[Records from a dataset]
▼

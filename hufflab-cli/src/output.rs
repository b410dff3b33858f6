//! Output helpers shared by the commands

use crate::{OutputFormat, GLOBAL_OPTS};
use colored::*;
use serde::Serialize;
use std::io;

/// Whether the global options ask for structured (JSON/CSV) output.
pub fn structured() -> Option<OutputFormat> {
    let opts = GLOBAL_OPTS.get().expect("Global options not initialized");
    match opts.output {
        OutputFormat::Json | OutputFormat::Csv => Some(opts.output),
        OutputFormat::Text => None,
    }
}

/// Print serializable data in the requested structured format
pub fn print_structured<T: Serialize>(data: &T) -> Result<(), io::Error> {
    let opts = GLOBAL_OPTS.get().expect("Global options not initialized");

    if opts.quiet {
        return Ok(());
    }

    match opts.output {
        OutputFormat::Json => {
            println!("{}", serde_json::to_string_pretty(data)?);
            Ok(())
        }
        OutputFormat::Csv => print_csv(data),
        OutputFormat::Text => Ok(()), // Text output is handled by individual commands
    }
}

/// Print CSV output: one header row from the first object's keys, one line
/// per array element. A bare object prints as a one-row table.
fn print_csv<T: Serialize>(data: &T) -> Result<(), io::Error> {
    let mut json_value = serde_json::to_value(data)?;
    if json_value.is_object() {
        json_value = serde_json::Value::Array(vec![json_value]);
    }

    if let serde_json::Value::Array(arr) = json_value {
        if let Some(serde_json::Value::Object(obj)) = arr.first() {
            println!("{}", obj.keys().cloned().collect::<Vec<_>>().join(","));
        }
        for item in arr {
            if let serde_json::Value::Object(obj) = item {
                let values: Vec<String> = obj
                    .values()
                    .map(|v| match v {
                        serde_json::Value::String(s) => s.clone(),
                        _ => v.to_string(),
                    })
                    .collect();
                println!("{}", values.join(","));
            }
        }
    }

    Ok(())
}

/// Print an aligned `label: value` statistics line, bold label under color
pub fn stat_line(label: &str, value: String) {
    if use_color() {
        println!("{:<28} {}", format!("{}:", label).bold(), value.cyan());
    } else {
        println!("{:<28} {}", format!("{}:", label), value);
    }
}

/// Print a section heading
pub fn heading(text: &str) {
    if use_color() {
        println!("{}", text.bold().underline());
    } else {
        println!("{}", text);
    }
}

/// Print verbose message (only if verbose mode is on)
pub fn verbose_println(level: u8, message: &str) {
    let opts = GLOBAL_OPTS.get().expect("Global options not initialized");

    if !opts.quiet && opts.verbose >= level {
        eprintln!("{} {}", "[VERBOSE]".dimmed(), message);
    }
}

/// Check if we should use color
pub fn use_color() -> bool {
    let opts = GLOBAL_OPTS.get().expect("Global options not initialized");
    !opts.no_color && opts.output == OutputFormat::Text
}
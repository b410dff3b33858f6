//! Analyze command implementation

use crate::{output, OutputFormat};
use anyhow::{Context, Result};
use hufflab::{Analysis, Statistics, SymbolRow};
use serde::Serialize;

#[derive(Serialize)]
struct AnalysisReport<'a> {
    channel_rate: f64,
    symbols: &'a [SymbolRow],
    statistics: &'a Statistics,
}

/// Analyze a symbol table and print codewords plus efficiency statistics
pub fn analyze(input_path: &str, channel_rate: f64) -> Result<()> {
    let raw = super::read_input(input_path)?;
    let analysis = hufflab::analyze(&raw, channel_rate)
        .with_context(|| format!("Analysis failed for input: {}", input_path))?;
    output::verbose_println(
        1,
        &format!(
            "validated {} symbols, channel rate {}",
            analysis.symbols.len(),
            channel_rate
        ),
    );

    match output::structured() {
        Some(OutputFormat::Json) => {
            output::print_structured(&AnalysisReport {
                channel_rate,
                symbols: &analysis.symbols,
                statistics: &analysis.stats,
            })?;
        }
        Some(_) => {
            // CSV carries the per-symbol rows only
            output::print_structured(&analysis.symbols)?;
        }
        None => print_text(&analysis),
    }

    Ok(())
}

fn print_text(analysis: &Analysis) {
    output::heading("Symbol codes");
    println!();
    println!("Symbol | Probability | Information | Code      | Length");
    println!("-------+-------------+-------------+-----------+-------");
    for row in &analysis.symbols {
        // No color inside the table: escape codes would break the alignment
        println!(
            "{:<6} | {:>11.4} | {:>11.3} | {:<9} | {:>6}",
            row.name, row.probability, row.info, row.code, row.length
        );
    }
    println!();

    let stats = &analysis.stats;
    output::heading("Statistics");
    println!();
    output::stat_line("Entropy (H)", format!("{:.4} bits", stats.entropy));
    output::stat_line("Maximum entropy (Hmax)", format!("{:.4} bits", stats.max_entropy));
    output::stat_line("Average code length (L)", format!("{:.4} bits", stats.avg_length));
    output::stat_line("Coding efficiency", format!("{:.2}%", stats.efficiency * 100.0));
    output::stat_line(
        "Channel efficiency",
        format!("{:.2}%", stats.channel_efficiency * 100.0),
    );
    output::stat_line("Redundancy (relative)", format!("{:.2}%", stats.redundancy * 100.0));
    output::stat_line("Redundancy (absolute)", format!("{:.4} bits", stats.redundancy_bits));
    output::stat_line("Compression ratio", format!("{:.2}x", stats.compression_ratio));
    output::stat_line(
        "Bits saved per 1000 symbols",
        format!("{}", stats.bits_saved),
    );
}
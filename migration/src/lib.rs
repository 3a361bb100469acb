pub use sea_orm_migration::prelude::*;

mod m20260810_000001_create_institution_table;
mod m20260810_000002_create_enterprise_table;
mod m20260810_000003_create_advantage_table;

pub struct Migrator;

#[async_trait::async_trait]
impl MigratorTrait for Migrator {
    fn migrations() -> Vec<Box<dyn MigrationTrait>> {
        vec![
            Box::new(m20260810_000001_create_institution_table::Migration),
            Box::new(m20260810_000002_create_enterprise_table::Migration),
            Box::new(m20260810_000003_create_advantage_table::Migration),
        ]
    }
}
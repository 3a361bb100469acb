//! HTTP routing and OpenAPI documentation configuration.
//!
//! All API endpoints are registered here with their OpenAPI specifications
//! collected via utoipa, and Swagger UI serves the interactive
//! documentation at `/api/docs`.

use axum::Router;
use utoipa::OpenApi;
use utoipa_axum::{router::OpenApiRouter, routes};
use utoipa_swagger_ui::SwaggerUi;

use crate::server::{controller, model::app::AppState};

/// Builds the application's HTTP router with all advantage endpoints and
/// Swagger UI documentation.
///
/// # Registered Endpoints
/// - `POST /advantages` - Publish a new advantage offer
/// - `GET /advantages` - List every published advantage
/// - `GET /advantages/enterprise/{enterprise_id}` - List one enterprise's advantages
/// - `GET /advantages/student/{institution_id}` - List the advantages visible to a student
///
/// # Returns
/// An Axum `Router<AppState>` ready to be served once state is attached.
pub fn routes() -> Router<AppState> {
    #[derive(OpenApi)]
    #[openapi(info(title = "Vantage", description = "Vantage API"), tags(
        (name = controller::advantage::ADVANTAGE_TAG, description = "Advantage management API routes"),
    ))]
    struct ApiDoc;

    let (routes, api) = OpenApiRouter::with_openapi(ApiDoc::openapi())
        .routes(routes!(
            controller::advantage::create_advantage,
            controller::advantage::list_all_advantages
        ))
        .routes(routes!(controller::advantage::list_advantages_by_enterprise))
        .routes(routes!(controller::advantage::list_advantages_for_student))
        .split_for_parts();

    let routes = routes.merge(SwaggerUi::new("/api/docs").url("/api/docs/openapi.json", api));

    routes
}
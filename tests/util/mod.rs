//! Helpers for invoking handlers directly with constructed extractors.

use axum::{
    body::Body,
    extract::{FromRequest, Multipart},
    http::{header::CONTENT_TYPE, Request},
    response::Response,
};

static BOUNDARY: &str = "vantage-test-boundary";

/// Build a multipart/form-data request from named parts.
///
/// Text parts are written verbatim; the part named `image` is written as a
/// binary file part.
pub fn multipart_request(parts: &[(&str, &[u8])]) -> Request<Body> {
    let mut body = Vec::new();

    for (name, value) in parts {
        body.extend_from_slice(format!("--{}\r\n", BOUNDARY).as_bytes());

        if *name == "image" {
            body.extend_from_slice(
                b"Content-Disposition: form-data; name=\"image\"; filename=\"image.png\"\r\n\
                  Content-Type: application/octet-stream\r\n\r\n",
            );
        } else {
            body.extend_from_slice(
                format!("Content-Disposition: form-data; name=\"{}\"\r\n\r\n", name).as_bytes(),
            );
        }

        body.extend_from_slice(value);
        body.extend_from_slice(b"\r\n");
    }

    body.extend_from_slice(format!("--{}--\r\n", BOUNDARY).as_bytes());

    Request::builder()
        .header(
            CONTENT_TYPE,
            format!("multipart/form-data; boundary={}", BOUNDARY),
        )
        .body(Body::from(body))
        .unwrap()
}

/// Materialize the axum multipart extractor from a request
pub async fn multipart_from(request: Request<Body>) -> Multipart {
    Multipart::from_request(request, &()).await.unwrap()
}

/// Deserialize a response body as JSON
pub async fn body_json<T: serde::de::DeserializeOwned>(response: Response) -> T {
    let bytes = axum::body::to_bytes(response.into_body(), usize::MAX)
        .await
        .unwrap();

    serde_json::from_slice(&bytes).unwrap()
}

▲

▶ **What you have to do**
The required output is the exact run of lines from the beginning of the records to the line with "OutputFormat::Json | OutputFormat::Csv", that line included.

▶ **Response to the task**
filename hufflab-cli/src/output.rs
repository b410dff3b33858f6
//! Output helpers shared by the commands

use crate::{OutputFormat, GLOBAL_OPTS};
use colored::*;
use serde::Serialize;
use std::io;

/// Whether the global options ask for structured (JSON/CSV) output.
pub fn structured() -> Option<OutputFormat> {
    let opts = GLOBAL_OPTS.get().expect("Global options not initialized");
    match opts.output {
        OutputFormat::Json | OutputFormat::Csv => Some(opts.output),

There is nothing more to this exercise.